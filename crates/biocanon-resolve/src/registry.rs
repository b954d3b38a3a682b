//! Schema registry: validated, immutable type definitions.
//!
//! [`Registry::load`] is a single synchronous pass over a parsed
//! [`SchemaConfig`] (plus an optional ontology) that either fails with the
//! first [`SchemaError`] or yields a registry safe to share read-only across
//! any number of resolution workers.
//!
//! Load order:
//!
//! 1. resolve `synonym_for` chains and fold every alias into its target,
//! 2. validate each canonical declaration on its own,
//! 3. build the hierarchy (schema types, aliases, ontology classes, `is_a`),
//! 4. resolve association endpoint constraints against the hierarchy,
//! 5. build the label matcher (rejects overlapping label sets).

use std::collections::{BTreeMap, HashMap, HashSet};
use std::path::Path;

use biocanon_dsl::{load_schema_file, parse_schema_yaml, PropertyDecl, Representation, SchemaConfig, TypeDecl};
use biocanon_ontology::OntologyHierarchy;
use serde::Serialize;
use tracing::info;

use crate::error::{EndpointRole, SchemaError};
use crate::hierarchy::{Hierarchy, HierarchyBuilder, NodeId, NodeOrigin};
use crate::labels::{LabelEntry, LabelMatcher};

#[derive(Debug, Clone, Copy, PartialEq, Eq, Hash, PartialOrd, Ord, Serialize)]
pub struct TypeId(u32);

impl TypeId {
    pub fn index(self) -> usize {
        self.0 as usize
    }
}

#[derive(Debug, Clone)]
pub struct AssociationDef {
    /// Allowed source endpoint types (any one, ancestry-aware).
    pub source: Vec<NodeId>,
    pub target: Vec<NodeId>,
    pub edge_label: String,
    pub key_properties: Vec<String>,
}

impl AssociationDef {
    pub fn allowed(&self, role: EndpointRole) -> &[NodeId] {
        match role {
            EndpointRole::Source => &self.source,
            EndpointRole::Target => &self.target,
        }
    }
}

#[derive(Debug, Clone)]
pub enum TypeKind {
    Entity,
    Association(AssociationDef),
}

#[derive(Debug, Clone)]
pub struct TypeDef {
    pub id: TypeId,
    pub name: String,
    pub node: NodeId,
    pub representation: Representation,
    pub kind: TypeKind,
    /// Identifier authorities, highest priority first.
    pub authorities: Vec<String>,
    pub labels: Vec<String>,
    pub scope: Vec<String>,
    pub properties: BTreeMap<String, PropertyDecl>,
    pub aliases: Vec<String>,
}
□ □ □ □
Exercise directions
The full listing above needs to be transcribed exactly.

Response to the exercise
filename crates/biocanon-resolve/src/registry.rs
repository b954d3b38a3a682b
//! Schema registry: validated, immutable type definitions.
//!
//! [`Registry::load`] is a single synchronous pass over a parsed
//! [`SchemaConfig`] (plus an optional ontology) that either fails with the
//! first [`SchemaError`] or yields a registry safe to share read-only across
//! any number of resolution workers.
//!
//! Load order:
//!
//! 1. resolve `synonym_for` chains and fold every alias into its target,
//! 2. validate each canonical declaration on its own,
//! 3. build the hierarchy (schema types, aliases, ontology classes, `is_a`),
//! 4. resolve association endpoint constraints against the hierarchy,
//! 5. build the label matcher (rejects overlapping label sets).

use std::collections::{BTreeMap, HashMap, HashSet};
use std::path::Path;

use biocanon_dsl::{load_schema_file, parse_schema_yaml, PropertyDecl, Representation, SchemaConfig, TypeDecl};
use biocanon_ontology::OntologyHierarchy;
use serde::Serialize;
use tracing::info;

use crate::error::{EndpointRole, SchemaError};
use crate::hierarchy::{Hierarchy, HierarchyBuilder, NodeId, NodeOrigin};
use crate::labels::{LabelEntry, LabelMatcher};

#[derive(Debug, Clone, Copy, PartialEq, Eq, Hash, PartialOrd, Ord, Serialize)]
pub struct TypeId(u32);

impl TypeId {
    pub fn index(self) -> usize {
        self.0 as usize
    }
}

#[derive(Debug, Clone)]
pub struct AssociationDef {
    /// Allowed source endpoint types (any one, ancestry-aware).
    pub source: Vec<NodeId>,
    pub target: Vec<NodeId>,
    pub edge_label: String,
    pub key_properties: Vec<String>,
}

impl AssociationDef {
    pub fn allowed(&self, role: EndpointRole) -> &[NodeId] {
        match role {
            EndpointRole::Source => &self.source,
            EndpointRole::Target => &self.target,
        }
    }
}

#[derive(Debug, Clone)]
pub enum TypeKind {
    Entity,
    Association(AssociationDef),
}

#[derive(Debug, Clone)]
pub struct TypeDef {
    pub id: TypeId,
    pub name: String,
    pub node: NodeId,
    pub representation: Representation,
    pub kind: TypeKind,
    /// Identifier authorities, highest priority first.
    pub authorities: Vec<String>,
    pub labels: Vec<String>,
    pub scope: Vec<String>,
    pub properties: BTreeMap<String, PropertyDecl>,
    pub aliases: Vec<String>,
}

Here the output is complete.